So surgery is scheduled for Wednesday at 8 AM, which means that I need to have everything done by Monday in terms of clearances. I need to have clearance from my medical doctor, anesthesia, cardiac, pulmonary, and also have an echo. I really don’t know how on earth I am going to be able to have all that done by Monday especially since I have surgery today (Friday) and then I am sure that I am not going to find a doctor that works on the weekend. Therefore, I will really have to hope that everything can be done on Monday. I have medical clearance and anesthesia clearance definitely on Monday morning. However, I don’t know how I am going to get the other 3 accomplished. I only hope that perhaps the hospital can fit me in to have those as well when I go to see them on Monday for anesthesia clearance. I can’t believe I was just told today that I needed all these clearances and I need to have it done by Monday. I can’t afford to have my surgery postponed and yet, I definitely need these clearances because of how sick I am especially since my heart and lungs are failing me among other things. Never a dull moment, right? So we will see what will happen. As it is the hospital wasn’t going to give me anesthesia on Monday because they said they were all booked up and wanted me to only come today for it. After I had to tell them literally how sick I really am and how I had surgery today to clean how my intestines like I do every Friday, they finally granted me the ability to come on Monday. But what a fight that was to get!

I am really hoping that everything will go ok and the infection will get cleared up. I know already from the doctors that it is a very massive infection… even for a normal and healthy person.
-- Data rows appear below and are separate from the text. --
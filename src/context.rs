#![forbid(unsafe_code)]

use std::fmt::Display;

use crate::console::Console;
use crate::dialog::Dialogs;
use crate::host::Host;
use crate::msglog::MessageLog;
use crate::strings::{StringId, StringTable};
use crate::theme::ThemeColors;

pub struct Ctx<'a> {
    pub console: &'a mut dyn Console,
    pub host: &'a mut dyn Host,
    pub dialogs: &'a mut dyn Dialogs,
    pub log: &'a mut MessageLog,
    pub strings: &'a StringTable,
    pub theme: &'a ThemeColors,
}

impl Ctx<'_> {
    pub fn text(&self, id: StringId, args: &[&dyn Display]) -> String {
        self.strings.format(id, args)
    }

    pub fn post(&mut self, id: StringId, args: &[&dyn Display]) {
        let text = self.strings.format(id, args);
        log::info!("{text}");
        self.log.post_message(self.console, &text);
    }

    pub fn confirm(&mut self, title: StringId, body: &str) -> bool {
        let title = self.strings.lookup(title);
        self.dialogs.confirm(self.console, title, body)
    }

    pub fn prompt(&mut self, title: StringId, body: &str, prefill: &str, max_len: usize) -> Option<String> {
        let title = self.strings.lookup(title);
        self.dialogs.prompt_text(self.console, title, body, prefill, max_len)
    }
}
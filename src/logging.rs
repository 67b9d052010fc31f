#![forbid(unsafe_code)]

use std::fs::OpenOptions;
use std::io::{self, Write};
use std::path::{Path, PathBuf};

use env_logger::{Builder, Env, Target};

pub const DEBUG_LOG_ENV: &str = "F256C_DEBUG_LOG";
pub const LOG_FILTER_ENV: &str = "F256C_LOG";

pub fn log_path(configured: Option<&Path>) -> Option<PathBuf> {
    match std::env::var_os(DEBUG_LOG_ENV) {
        Some(value) if !value.is_empty() => Some(PathBuf::from(value)),
        _ => configured.map(Path::to_path_buf),
    }
}

fn timestamp() -> String {
    let now = time::OffsetDateTime::now_local().unwrap_or_else(|_| time::OffsetDateTime::now_utc());
    time::format_description::parse("[hour]:[minute]:[second].[subsecond digits:3]")
        .ok()
        .and_then(|format| now.format(&format).ok())
        .unwrap_or_default()
}

pub fn init(path: Option<&Path>) -> io::Result<()> {
    let Some(path) = path else { return Ok(()) };
    let file = OpenOptions::new().create(true).append(true).open(path)?;
    Builder::from_env(Env::default().filter_or(LOG_FILTER_ENV, "debug"))
        .target(Target::Pipe(Box::new(file)))
        .format(|buf, record| {
            writeln!(buf, "{} {:<5} {}: {}", timestamp(), record.level(), record.target(), record.args())
        })
        .try_init()
        .map_err(io::Error::other)?;
    log::info!("logging to {}", path.display());
    Ok(())
}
I have been on a very strong course of antibiotics, so to be honest with you I am really unsure how it even developed on the other side and even got so huge when I was taking that high dose of antibiotics. The doctors say that due to my GI system being ‘dead’ that I don’t absorb anything. So apparently even though I was taking all these antibiotics, I was just not ‘absorbing’ them. Hopefully though after I have this surgery, I will be able to have the infection clear up quickly because while I am in the hospital I will be given IV antibiotic which will hopefully definitely be absorbed because it bypasses the GI system and goes directly into the bloodstream. I definitely need this to be cleared because doctors have determined that toxins from the bacteria in the infected tooth and jawbone may inhibit the body’s natural ability to suppress tumor development.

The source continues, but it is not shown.